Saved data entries
Segment Open
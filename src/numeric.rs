//! Numeric utilities
//!
//! Admission filtering for numeric samples and percentile computation with
//! linear interpolation between order statistics.

use crate::types::{LevelValues, StreamValue};

/// Decimal places kept in quantile summaries
pub const QUANTILE_DECIMALS: i32 = 6;

/// True iff the sample is present and numeric.
///
/// Distinguishes a missing reading from a reading of zero.
pub fn is_numeric(value: &StreamValue) -> bool {
    matches!(value, StreamValue::Number(v) if !v.is_nan())
}

/// Numeric samples of a stream in order, gaps dropped
pub fn extract_numeric(data: &[StreamValue]) -> impl Iterator<Item = f64> + '_ {
    data.iter().filter(|v| is_numeric(v)).filter_map(StreamValue::as_f64)
}

/// Percentiles of `values` at each of `levels` (0..=100).
///
/// Uses linear interpolation between the two nearest order statistics.
/// Returns `None` when `values` is empty or a level is above 100.
pub fn quantiles(values: &[f64], levels: &[u32]) -> Option<Vec<f64>> {
    if values.is_empty() || levels.iter().any(|&level| level > 100) {
        return None;
    }

    let mut sorted = values.to_vec();
    sorted.sort_by(f64::total_cmp);
    let last = (sorted.len() - 1) as f64;

    let result = levels
        .iter()
        .map(|&level| {
            let position = last * (level as f64) / 100.0;
            let lower = position.floor() as usize;
            let upper = position.ceil() as usize;
            lerp(sorted[lower], sorted[upper], position - lower as f64)
        })
        .collect();

    Some(result)
}

/// Rounded quantiles keyed by level, or `None` when there are no values
pub fn quantile_levels(values: &[f64], levels: &[u32]) -> Option<LevelValues> {
    let computed = quantiles(values, levels)?;
    Some(
        levels
            .iter()
            .zip(computed)
            .map(|(&level, value)| (level, round_decimals(value, QUANTILE_DECIMALS)))
            .collect(),
    )
}

/// Round half to even at the given number of decimal places
pub fn round_decimals(value: f64, decimals: i32) -> f64 {
    let scale = 10f64.powi(decimals);
    (value * scale).round_ties_even() / scale
}

/// Format as the nearest integer, ties to even
pub fn format_rounded(value: f64) -> String {
    (value.round_ties_even() as i64).to_string()
}

/// Interpolate from the nearer endpoint to limit rounding error
fn lerp(a: f64, b: f64, t: f64) -> f64 {
    let diff = b - a;
    if t >= 0.5 {
        b - diff * (1.0 - t)
    } else {
        a + diff * t
    }
}

#[cfg(test)]
mod tests {
    use super::*;

    const LEVELS: [u32; 5] = [5, 25, 50, 75, 95];

    #[test]
    fn test_is_numeric() {
        assert!(is_numeric(&StreamValue::Number(0.0)));
        assert!(!is_numeric(&StreamValue::Missing));
        assert!(!is_numeric(&StreamValue::Text(String::new())));
        assert!(!is_numeric(&StreamValue::Flag(true)));
    }

    #[test]
    fn test_extract_numeric_drops_gaps() {
        let data = vec![
            StreamValue::Number(1.0),
            StreamValue::Missing,
            StreamValue::Number(0.0),
            StreamValue::Text(String::new()),
            StreamValue::Number(3.5),
        ];
        let values: Vec<f64> = extract_numeric(&data).collect();
        assert_eq!(values, vec![1.0, 0.0, 3.5]);

        assert_eq!(extract_numeric(&[]).count(), 0);
    }

    #[test]
    fn test_median_odd_length() {
        let result = quantiles(&[7.0, 1.0, 3.0], &[50]).unwrap();
        assert_eq!(result, vec![3.0]);
    }

    #[test]
    fn test_median_even_length() {
        let result = quantiles(&[4.0, 1.0, 3.0, 2.0], &[50]).unwrap();
        assert_eq!(result, vec![2.5]);
    }

    #[test]
    fn test_linear_interpolation() {
        // Positions over 0..=10: 5% -> 0.5, 25% -> 2.5, 75% -> 7.5, 95% -> 9.5
        let values: Vec<f64> = (0..=10).map(|v| v as f64 * 10.0).collect();
        let result = quantiles(&values, &LEVELS).unwrap();
        assert_eq!(result, vec![5.0, 25.0, 50.0, 75.0, 95.0]);
    }

    #[test]
    fn test_single_value() {
        let result = quantiles(&[42.0], &LEVELS).unwrap();
        assert!(result.iter().all(|&v| v == 42.0));
    }

    #[test]
    fn test_empty_values() {
        assert!(quantiles(&[], &LEVELS).is_none());
        assert!(quantile_levels(&[], &LEVELS).is_none());
    }

    #[test]
    fn test_levels_above_hundred_rejected() {
        assert_eq!(quantiles(&[1.0, 2.0, 3.0], &[50, 101]), None);
        assert_eq!(quantile_levels(&[1.0], &[250]), None);
        assert_eq!(quantiles(&[1.0, 2.0, 3.0], &[0, 100]), Some(vec![1.0, 3.0]));
    }

    #[test]
    fn test_quantile_levels_rounded() {
        let levels = quantile_levels(&[0.0, 1.0 / 3.0], &[50]).unwrap();
        assert_eq!(levels[&50], 0.166667);
    }

    #[test]
    fn test_format_rounded_ties_to_even() {
        assert_eq!(format_rounded(2.5), "2");
        assert_eq!(format_rounded(3.5), "4");
        assert_eq!(format_rounded(140.2), "140");
        assert_eq!(format_rounded(-0.4), "0");
    }
}
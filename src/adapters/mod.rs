//! Upstream payload adapters
//!
//! This module provides adapters that parse raw upstream API payloads into the
//! activity and stream types consumed by the compaction pipeline.

mod strava;

pub use strava::StravaAdapter;

use crate::error::ComputeError;
use crate::types::{ActivitySummary, RawStream};

/// Trait for upstream payload adapters
pub trait VendorPayloadAdapter {
    /// Parse a stream payload for one activity
    fn parse_streams(&self, raw_json: &str) -> Result<Vec<RawStream>, ComputeError>;

    /// Parse a single activity
    fn parse_activity(&self, raw_json: &str) -> Result<ActivitySummary, ComputeError>;

    /// Parse a list of activities
    fn parse_activities(&self, raw_json: &str) -> Result<Vec<ActivitySummary>, ComputeError>;
}
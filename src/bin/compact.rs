//! Compact CLI - Command-line interface for stream compaction
//!
//! Commands:
//! - run: Compact activity bundles into a JSONL batch
//! - randomize-hr: Replace heart-rate data in a batch with synthetic values
//! - inspect: Summarize a batch
//! - config: Print the effective compaction configuration

use clap::{Args, Parser, Subcommand};
use rand::rngs::StdRng;
use rand::SeedableRng;
use std::fs::{self, File};
use std::io::{self, BufRead, BufReader, BufWriter, Write};
use std::path::{Path, PathBuf};
use std::process::ExitCode;
use tracing::{debug, info};
use tracing_subscriber::{fmt, layer::SubscriberExt, EnvFilter};

use stream_compact::adapters::StravaAdapter;
use stream_compact::batch::{load_batch, read_batch, write_batch, HeartRateRandomizer};
use stream_compact::config::CompactionConfig;
use stream_compact::pipeline::StreamCompactor;
use stream_compact::summary::{filter_running, BatchSummary};
use stream_compact::types::ActivityRecord;
use stream_compact::{ComputeError, COMPACT_VERSION};

/// Compact - Fixed-interval, quantile-summarized activity streams
#[derive(Parser)]
#[command(name = "compact")]
#[command(version = COMPACT_VERSION)]
#[command(about = "Compact activity streams into JSONL batches", long_about = None)]
struct Cli {
    /// Log pipeline decisions to stderr (overrides RUST_LOG)
    #[arg(short, long, global = true)]
    verbose: bool,

    #[command(subcommand)]
    command: Commands,
}

#[derive(Subcommand)]
enum Commands {
    /// Compact NDJSON activity bundles into a JSONL batch
    Run {
        /// Input bundles, one {"activity", "streams"} object per line (use - for stdin)
        #[arg(short, long)]
        input: PathBuf,

        /// Output batch file path (use - for stdout)
        #[arg(short, long)]
        output: PathBuf,

        #[command(flatten)]
        config: ConfigArgs,
    },

    /// Replace heart-rate samples in a batch with random values
    RandomizeHr {
        /// Input batch file path
        #[arg(short, long)]
        input: PathBuf,

        /// Output batch file path (must differ from input)
        #[arg(short, long)]
        output: PathBuf,

        /// Lowest heart rate to draw (inclusive)
        #[arg(long, default_value = "210")]
        min_hr: u32,

        /// Highest heart rate to draw (inclusive)
        #[arg(long, default_value = "240")]
        max_hr: u32,

        /// Seed for reproducible output
        #[arg(long)]
        seed: Option<u64>,
    },

    /// Print summary statistics for a batch
    Inspect {
        /// Input batch file path (use - for stdin)
        #[arg(short, long)]
        input: PathBuf,

        /// Only count running activities
        #[arg(long)]
        running_only: bool,

        /// Output summary as JSON
        #[arg(long)]
        json: bool,
    },

    /// Print the effective compaction configuration as JSON
    Config {
        #[command(flatten)]
        config: ConfigArgs,
    },
}

#[derive(Args)]
struct ConfigArgs {
    /// Load configuration from a JSON file
    #[arg(long)]
    config: Option<PathBuf>,

    /// Resampling interval in seconds (overrides the config file)
    #[arg(long)]
    interval: Option<f64>,

    /// Comma-separated percentile levels, e.g. 5,25,50,75,95 (overrides the config file)
    #[arg(long, value_delimiter = ',')]
    quantiles: Option<Vec<u32>>,
}

impl ConfigArgs {
    fn resolve(&self) -> Result<CompactionConfig, CompactCliError> {
        let mut config = match &self.config {
            Some(path) => CompactionConfig::from_json(&fs::read_to_string(path)?)?,
            None => CompactionConfig::default(),
        };
        if let Some(interval) = self.interval {
            config.interval_seconds = interval;
        }
        if let Some(levels) = &self.quantiles {
            config.quantile_levels = levels.clone();
        }
        config.validate()?;
        Ok(config)
    }
}

fn main() -> ExitCode {
    let cli = Cli::parse();
    init_tracing(cli.verbose);

    match run(cli) {
        Ok(()) => ExitCode::SUCCESS,
        Err(e) => {
            eprintln!("{}", serde_json::to_string(&CliError::from(e)).unwrap_or_else(|_| "Unknown error".to_string()));
            ExitCode::FAILURE
        }
    }
}

fn init_tracing(verbose: bool) {
    let filter = if verbose {
        EnvFilter::new("debug")
    } else {
        EnvFilter::try_from_default_env().unwrap_or_else(|_| EnvFilter::new("warn"))
    };
    let subscriber = tracing_subscriber::registry().with(filter).with(
        fmt::Layer::default()
            .with_writer(io::stderr)
            .with_target(false)
            .with_ansi(false)
            .with_line_number(false)
            .with_file(false),
    );
    if tracing::subscriber::set_global_default(subscriber).is_err() {
        eprintln!("Unable to set a global logger instance");
    }
}

fn run(cli: Cli) -> Result<(), CompactCliError> {
    match cli.command {
        Commands::Run {
            input,
            output,
            config,
        } => cmd_run(&input, &output, config.resolve()?),

        Commands::RandomizeHr {
            input,
            output,
            min_hr,
            max_hr,
            seed,
        } => cmd_randomize_hr(&input, &output, min_hr, max_hr, seed),

        Commands::Inspect {
            input,
            running_only,
            json,
        } => cmd_inspect(&input, running_only, json),

        Commands::Config { config } => {
            println!("{}", config.resolve()?.to_json()?);
            Ok(())
        }
    }
}

fn is_stdio(path: &Path) -> bool {
    path.to_string_lossy() == "-"
}

fn cmd_run(input: &Path, output: &Path, config: CompactionConfig) -> Result<(), CompactCliError> {
    let compactor = StreamCompactor::new(config)?;

    let bundles = if is_stdio(input) {
        StravaAdapter.read_bundles(io::stdin().lock())?
    } else {
        StravaAdapter.read_bundles(open_input(input)?)?
    };

    if bundles.is_empty() {
        return Err(CompactCliError::NoActivities);
    }

    let records: Vec<ActivityRecord> = bundles
        .iter()
        .map(|bundle| compactor.build_record(&bundle.activity, bundle.streams.as_deref()))
        .collect();

    if is_stdio(output) {
        let mut stdout = io::stdout().lock();
        write_batch(&records, &mut stdout)?;
        stdout.flush()?;
    } else {
        let mut writer = BufWriter::new(File::create(output)?);
        write_batch(&records, &mut writer)?;
        writer.flush()?;
    }

    info!(records = records.len(), "wrote batch");
    Ok(())
}

fn cmd_randomize_hr(
    input: &Path,
    output: &Path,
    min_hr: u32,
    max_hr: u32,
    seed: Option<u64>,
) -> Result<(), CompactCliError> {
    let randomizer = HeartRateRandomizer::new(min_hr, max_hr)?;

    let written = match seed {
        Some(seed) => randomizer.rewrite_batch(input, output, &mut StdRng::seed_from_u64(seed))?,
        None => randomizer.rewrite_batch(input, output, &mut rand::rng())?,
    };

    eprintln!("Wrote {} records to {}", written, output.display());
    Ok(())
}

fn cmd_inspect(input: &Path, running_only: bool, json: bool) -> Result<(), CompactCliError> {
    let records = if is_stdio(input) {
        read_batch(io::stdin().lock(), input)?
    } else {
        load_batch(input)?
    };
    debug!(records = records.len(), "loaded batch");

    let records = if running_only {
        filter_running(&records)
    } else {
        records
    };
    let summary = BatchSummary::from_records(&records);

    if json {
        println!("{}", serde_json::to_string_pretty(&summary)?);
        return Ok(());
    }

    let or_dash = |value: Option<f64>, precision: usize| {
        value.map_or_else(|| "-".to_string(), |v| format!("{:.*}", precision, v))
    };

    println!("Batch Summary");
    println!("=============");
    println!("Activities:          {}", summary.total_activities);
    println!("Total distance:      {:.2} km", summary.total_distance_km);
    println!("Total moving time:   {:.2} h", summary.total_time_hours);
    println!("Average distance:    {} km", or_dash(summary.average_distance_km, 2));
    println!("Average pace:        {} min/km", or_dash(summary.average_pace_min_per_km, 2));
    println!("Total elevation:     {:.0} m", summary.total_elevation_gain_m);
    println!("Average heart rate:  {} bpm", or_dash(summary.average_heartrate, 1));

    if let (Some(first), Some(last)) = (summary.first_activity, summary.last_activity) {
        println!(
            "Date range:          {} .. {}",
            first.format("%Y-%m-%d"),
            last.format("%Y-%m-%d")
        );
    }

    Ok(())
}

fn open_input(path: &Path) -> Result<impl BufRead, ComputeError> {
    File::open(path).map(BufReader::new).map_err(|e| match e.kind() {
        io::ErrorKind::NotFound => ComputeError::FileNotFound(path.to_path_buf()),
        _ => ComputeError::Io(e),
    })
}

// Error handling

#[derive(Debug)]
enum CompactCliError {
    Io(io::Error),
    Compute(ComputeError),
    Json(serde_json::Error),
    NoActivities,
}

impl From<io::Error> for CompactCliError {
    fn from(e: io::Error) -> Self {
        CompactCliError::Io(e)
    }
}

impl From<ComputeError> for CompactCliError {
    fn from(e: ComputeError) -> Self {
        CompactCliError::Compute(e)
    }
}

impl From<serde_json::Error> for CompactCliError {
    fn from(e: serde_json::Error) -> Self {
        CompactCliError::Json(e)
    }
}

#[derive(serde::Serialize)]
struct CliError {
    code: String,
    message: String,
    hint: Option<String>,
}

impl From<CompactCliError> for CliError {
    fn from(e: CompactCliError) -> Self {
        match e {
            CompactCliError::Io(e) => CliError {
                code: "IO_ERROR".to_string(),
                message: e.to_string(),
                hint: Some("Check file paths and permissions".to_string()),
            },
            CompactCliError::Compute(e) => {
                let (code, hint) = match &e {
                    ComputeError::FileNotFound(_) => ("FILE_NOT_FOUND", "Check the input path"),
                    ComputeError::BatchLine { .. } | ComputeError::BatchEncoding { .. } => {
                        ("BATCH_PARSE_ERROR", "Each line must be one JSON record")
                    }
                    ComputeError::InvalidConfig(_) => {
                        ("INVALID_CONFIG", "Run 'compact config' to see the defaults")
                    }
                    ComputeError::InvalidHeartRateRange { .. } => {
                        ("INVALID_RANGE", "Pass --min-hr lower than --max-hr")
                    }
                    ComputeError::OutputOverwritesInput(_) => {
                        ("OUTPUT_OVERWRITES_INPUT", "Write to a different output path")
                    }
                    ComputeError::Io(_) => ("IO_ERROR", "Check file paths and permissions"),
                    ComputeError::ParseError(_) | ComputeError::JsonError(_) => (
                        "PARSE_ERROR",
                        "Ensure each input line is {\"activity\": {..}, \"streams\": [..]}",
                    ),
                };
                CliError {
                    code: code.to_string(),
                    message: e.to_string(),
                    hint: Some(hint.to_string()),
                }
            }
            CompactCliError::Json(e) => CliError {
                code: "JSON_ERROR".to_string(),
                message: e.to_string(),
                hint: Some("Check JSON syntax".to_string()),
            },
            CompactCliError::NoActivities => CliError {
                code: "NO_ACTIVITIES".to_string(),
                message: "No activities found in input".to_string(),
                hint: Some("Ensure input file is not empty".to_string()),
            },
        }
    }
}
Segment Closed
Your assignment
Look through the entries above; copy each line where the string "must" appears.

Solution to the exercise
        /// Output batch file path (must differ from input)
                        ("BATCH_PARSE_ERROR", "Each line must be one JSON record")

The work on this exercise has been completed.